→ WORK INSTRUCTION
From the data, return each line holding the word "ProductId".

(Saved data entries)

▬▬▬▬▬▬▬▬▬▬

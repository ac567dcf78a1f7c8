use serde::{Deserialize, Serialize};

use larder_core::{Aggregate, AggregateRoot, Category, DomainError, ProductId};
use larder_events::Event;

/// Validated product name.
#[derive(Debug, Clone, Default, PartialEq, Eq, Serialize, Deserialize)]
#[serde(transparent)]
pub struct ProductName(String);

impl ProductName {
    pub fn new(name: impl Into<String>) -> Result<Self, DomainError> {
        let name = name.into();
        if name.trim().is_empty() {
            return Err(DomainError::validation("product name cannot be empty"));
        }
        Ok(Self(name))
    }

    pub fn as_str(&self) -> &str {
        &self.0
    }
}

impl core::fmt::Display for ProductName {
    fn fmt(&self, f: &mut core::fmt::Formatter<'_>) -> core::fmt::Result {
        core::fmt::Display::fmt(&self.0, f)
    }
}

/// Aggregate root: Product.
#[derive(Debug, Clone, PartialEq, Eq)]
pub struct Product {
    id: ProductId,
    name: ProductName,
    category: Category,
    version: u64,
    created: bool,
}

impl Product {
    pub fn name(&self) -> &ProductName {
        &self.name
    }

    pub fn category(&self) -> Category {
        self.category
    }
}

/// Command: CreateProduct.
#[derive(Debug, Clone, PartialEq, Eq, Serialize, Deserialize)]
pub struct CreateProduct {
    pub id: ProductId,
    pub name: String,
    pub category: Category,
}

#[derive(Debug, Clone, PartialEq, Eq, Serialize, Deserialize)]
pub enum ProductCommand {
    Create(CreateProduct),
}

/// Event: ProductCreated.
#[derive(Debug, Clone, PartialEq, Eq, Serialize, Deserialize)]
pub struct ProductCreated {
    pub id: ProductId,
    pub name: ProductName,
    pub category: Category,
}

#[derive(Debug, Clone, PartialEq, Eq, Serialize, Deserialize)]
pub enum ProductEvent {
    Created(ProductCreated),
}

impl Event for ProductEvent {
    fn event_type(&self) -> &'static str {
        match self {
            ProductEvent::Created(_) => "product.created",
        }
    }
}

impl AggregateRoot for Product {
    type Id = ProductId;

    fn id(&self) -> &Self::Id {
        &self.id
    }

    fn version(&self) -> u64 {
        self.version
    }
}

impl Aggregate for Product {
    type Command = ProductCommand;
    type Event = ProductEvent;
    type Error = DomainError;

    const AGGREGATE_TYPE: &'static str = "product";

    fn empty(id: Self::Id) -> Self {
        Self {
            id,
            name: ProductName::default(),
            category: Category::Fruit,
            version: 0,
            created: false,
        }
    }

    fn apply(&mut self, event: &Self::Event) {
        match event {
            ProductEvent::Created(e) => {
                self.id = e.id;
                self.name = e.name.clone();
                self.category = e.category;
                self.created = true;
            }
        }
        self.version += 1;
    }

    fn handle(&self, command: &Self::Command) -> Result<Vec<Self::Event>, Self::Error> {
        match command {
            ProductCommand::Create(cmd) => {
                if self.created {
                    return Err(DomainError::conflict("product already exists"));
                }
                let name = ProductName::new(cmd.name.clone())?;
                Ok(vec![ProductEvent::Created(ProductCreated {
                    id: cmd.id,
                    name,
                    category: cmd.category,
                })])
            }
        }
    }
}
//! Minimal aggregate used by the unit tests in this crate.

use larder_core::{Aggregate, AggregateRoot, DomainError};

use crate::event::Event;

/// A running total. Just enough behaviour to exercise the machinery.
#[derive(Debug, Clone, PartialEq, Eq)]
pub(crate) struct Tally {
    id: String,
    total: i64,
    version: u64,
    created: bool,
}

impl Tally {
    pub(crate) fn total(&self) -> i64 {
        self.total
    }
}

#[derive(Debug, Clone, PartialEq, Eq)]
pub(crate) enum TallyCommand {
    Start,
    Bump { delta: i64 },
}

#[derive(Debug, Clone, PartialEq, Eq)]
pub(crate) enum TallyEvent {
    Started,
    Bumped { delta: i64 },
}

impl Event for TallyEvent {
    fn event_type(&self) -> &'static str {
        match self {
            TallyEvent::Started => "tally.started",
            TallyEvent::Bumped { .. } => "tally.bumped",
        }
    }
}

impl AggregateRoot for Tally {
    type Id = String;

    fn id(&self) -> &Self::Id {
        &self.id
    }

    fn version(&self) -> u64 {
        self.version
    }
}

impl Aggregate for Tally {
    type Command = TallyCommand;
    type Event = TallyEvent;
    type Error = DomainError;

    const AGGREGATE_TYPE: &'static str = "tally";

    fn empty(id: Self::Id) -> Self {
        Self {
            id,
            total: 0,
            version: 0,
            created: false,
        }
    }

    fn apply(&mut self, event: &Self::Event) {
        match event {
            TallyEvent::Started => {
                self.created = true;
            }
            TallyEvent::Bumped { delta } => {
                self.total += delta;
            }
        }
        self.version += 1;
    }

    fn handle(&self, command: &Self::Command) -> Result<Vec<Self::Event>, Self::Error> {
        match command {
            TallyCommand::Start => {
                if self.created {
                    return Err(DomainError::conflict("tally already started"));
                }
                Ok(vec![TallyEvent::Started])
            }
            TallyCommand::Bump { delta } => {
                if !self.created {
                    return Err(DomainError::not_found());
                }
                Ok(vec![TallyEvent::Bumped { delta: *delta }])
            }
        }
    }
}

▬▬▬▬▬▬▬▬▬▬

→ SOLUTION FOR THIS EXERCISE
use larder_core::{Aggregate, AggregateRoot, Category, DomainError, ProductId};
    id: ProductId,
    pub id: ProductId,
    pub id: ProductId,
    type Id = ProductId;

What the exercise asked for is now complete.